The Daily Almanac

Tents

How to Play Tents and Trees

Tents and Trees (often just Tents, or Camping) is a logic puzzle played on a grid scattered with trees. Your job is to pitch one tent for every tree — directly above, below, left or right of it — while no two tents touch, not even diagonally. The numbers along the edges tell you how many tents each row and column holds.
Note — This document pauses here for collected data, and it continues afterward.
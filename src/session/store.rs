//! Token Storage
//!
//! Persistence of the opaque authentication token behind a small
//! get/set/clear interface.

use std::sync::{Arc, RwLock};

use crate::error::StoreError;

/// Key the token is stored under
pub const TOKEN_KEY: &str = "token";

/// Where the session token lives between runs
pub trait TokenStore {
    /// The persisted token, if any
    fn get(&self) -> Option<String>;

    fn set(&self, token: &str) -> Result<(), StoreError>;

    fn clear(&self) -> Result<(), StoreError>;
}

/// In-process store. Clones share the same slot.
#[derive(Debug, Clone, Default)]
pub struct MemoryTokenStore {
    slot: Arc<RwLock<Option<String>>>,
}

impl MemoryTokenStore {
    pub fn new() -> Self {
        Self::default()
    }

    /// Store pre-populated with a token
    pub fn with_token(token: impl Into<String>) -> Self {
        Self {
            slot: Arc::new(RwLock::new(Some(token.into()))),
        }
    }
}

impl TokenStore for MemoryTokenStore {
    fn get(&self) -> Option<String> {
        let slot = self.slot.read().unwrap_or_else(|poisoned| {
            tracing::warn!("Token store lock poisoned, reading last value");
            poisoned.into_inner()
        });
        slot.clone()
    }

    fn set(&self, token: &str) -> Result<(), StoreError> {
        let mut slot = self
            .slot
            .write()
            .map_err(|e| StoreError::Unavailable(e.to_string()))?;
        *slot = Some(token.to_string());
        Ok(())
    }

    fn clear(&self) -> Result<(), StoreError> {
        let mut slot = self
            .slot
            .write()
            .map_err(|e| StoreError::Unavailable(e.to_string()))?;
        *slot = None;
        Ok(())
    }
}

#[cfg(feature = "native")]
pub use file::{FileTokenStore, StoredToken};

#[cfg(feature = "native")]
mod file {
    use chrono::{DateTime, Utc};
    use serde::{Deserialize, Serialize};
    use std::path::{Path, PathBuf};

    use super::TokenStore;
    use crate::error::StoreError;

    /// On-disk session record
    #[derive(Debug, Clone, Serialize, Deserialize)]
    pub struct StoredToken {
        pub token: String,
        pub saved_at: DateTime<Utc>,
    }

    /// JSON file store used by the terminal client
    #[derive(Debug, Clone)]
    pub struct FileTokenStore {
        path: PathBuf,
    }

    impl FileTokenStore {
        pub fn new(path: impl Into<PathBuf>) -> Self {
            Self { path: path.into() }
        }

        pub fn path(&self) -> &Path {
            &self.path
        }

        /// Full stored record, including when it was saved
        pub fn load(&self) -> Option<StoredToken> {
            let content = std::fs::read_to_string(&self.path).ok()?;
            match serde_json::from_str::<StoredToken>(&content) {
                Ok(stored) if !stored.token.is_empty() => Some(stored),
                Ok(_) => None,
                Err(e) => {
                    tracing::warn!("Ignoring unreadable session file {:?}: {}", self.path, e);
                    None
                }
            }
        }
    }

    impl TokenStore for FileTokenStore {
        fn get(&self) -> Option<String> {
            self.load().map(|stored| stored.token)
        }

        fn set(&self, token: &str) -> Result<(), StoreError> {
            if let Some(parent) = self.path.parent() {
                std::fs::create_dir_all(parent)?;
            }

            let stored = StoredToken {
                token: token.to_string(),
                saved_at: Utc::now(),
            };
            std::fs::write(&self.path, serde_json::to_string_pretty(&stored)?)?;
            tracing::debug!("Session token written to {:?}", self.path);
            Ok(())
        }

        fn clear(&self) -> Result<(), StoreError> {
            match std::fs::remove_file(&self.path) {
                Ok(()) => Ok(()),
                Err(e) if e.kind() == std::io::ErrorKind::NotFound => Ok(()),
                Err(e) => Err(e.into()),
            }
        }
    }
}

#[cfg(test)]
mod tests {
    use super::*;

    #[test]
    fn test_memory_store_shared_between_clones() {
        let store = MemoryTokenStore::new();
        let other = store.clone();
        assert!(store.get().is_none());

        other.set("abc").unwrap();
        assert_eq!(store.get().as_deref(), Some("abc"));

        store.clear().unwrap();
        assert!(other.get().is_none());
    }

    #[test]
    fn test_memory_store_reads_through_poisoned_lock() {
        let store = MemoryTokenStore::with_token("abc");
        let slot = store.slot.clone();

        let _ = std::thread::spawn(move || {
            let _guard = slot.write().unwrap();
            panic!("writer died holding the lock");
        })
        .join();

        assert!(store.slot.is_poisoned());
        assert_eq!(store.get().as_deref(), Some("abc"));
        assert!(matches!(store.set("def"), Err(StoreError::Unavailable(_))));
    }

    #[cfg(feature = "native")]
    #[test]
    fn test_file_store_round_trip() {
        let dir = tempfile::tempdir().unwrap();
        let store = FileTokenStore::new(dir.path().join("nested").join("session.json"));

        assert!(store.get().is_none());
        store.set("token-123").unwrap();
        assert_eq!(store.get().as_deref(), Some("token-123"));
        assert!(store.load().unwrap().saved_at <= chrono::Utc::now());

        store.clear().unwrap();
        assert!(store.get().is_none());
        assert!(!store.path().exists());

        // Clearing twice is fine
        store.clear().unwrap();
    }

    #[cfg(feature = "native")]
    #[test]
    fn test_file_store_ignores_garbage() {
        let dir = tempfile::tempdir().unwrap();
        let path = dir.path().join("session.json");
        std::fs::write(&path, "not json").unwrap();

        let store = FileTokenStore::new(&path);
        assert!(store.get().is_none());
    }
}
Our daily version is an 8×8 grid with twelve tents. Every puzzle has exactly one solution, reachable by logic alone. This guide covers the rules and the techniques that carry you through the week.

The rules

  1. Every tree gets exactly one tent, in an orthogonally adjacent cell (not diagonal). Tents pair one-to-one with trees — a tent can't serve two trees.
  2. No two tents may touch — horizontally, vertically or diagonally.
  3. The edge numbers count the tents in each row and column.
  4. Mark cells you've ruled out with a ✕ (grass). Eliminations are most of the solve.

Solving techniques

1. Grass first

Before placing anything, cross out every cell that isn't orthogonally next to a tree — a tent there could never be paired. Do the same with every row and column whose clue is 0. On an 8×8 board this often clears a third of the grid before you've made a single decision.

2. Tents never touch

Every placed tent immediately eliminates all eight cells around it. Each tent you commit should trigger a ring of ✕s, and those ✕s squeeze the remaining placements in every row and column they touch.

3. Close out finished lines

The moment a row or column reaches its count, every other cell in it is grass. And the mirror image: if the open cells in a line exactly match the tents it still needs, they're all tents. Sweep for both constantly — each placement tends to finish a line somewhere.

4. The lonely tree

A tree with only one open neighbour must pitch its tent there — the other sides are grass, board edge, or claimed. This is the puzzle's signature move: every elimination you make can strand a tree, and a stranded tree is a free tent. After every sweep of ✕s, check the trees they touch.

5. Count the possibilities, then what-if

Take one line and enumerate the legal ways its remaining tents could sit (remember they can't be adjacent). Any cell used in every arrangement is a tent; any used in none is grass. On weekend boards, when that stalls, test a cell mentally: place a tent and follow the forced consequences — a contradiction makes it grass, and that's a deduction, not a guess. Weekday boards never need this.

Frequently asked questions

What is the Tents puzzle?

A grid-deduction puzzle also known as Tents and Trees or Camping: pair every tree with its own adjacent tent, keep all tents apart, and match the row and column counts. It first appeared in puzzle magazines in the 1990s and is now a daily staple.

Can a tent be diagonal to its tree?

No. A tent pairs with a tree only horizontally or vertically. Diagonal adjacency matters for the other rule — tents may never touch each other, not even diagonally.

Do Tents puzzles require guessing?

No. Every daily board has a unique solution reachable by logic. Weekday puzzles never need guessing; weekend puzzles may need a short what-if — testing a placement mentally and rejecting it on a contradiction.

Is it free to play?

Yes. The current week's puzzles are free, no account needed. An account only adds cross-device progress sync — it never gates play.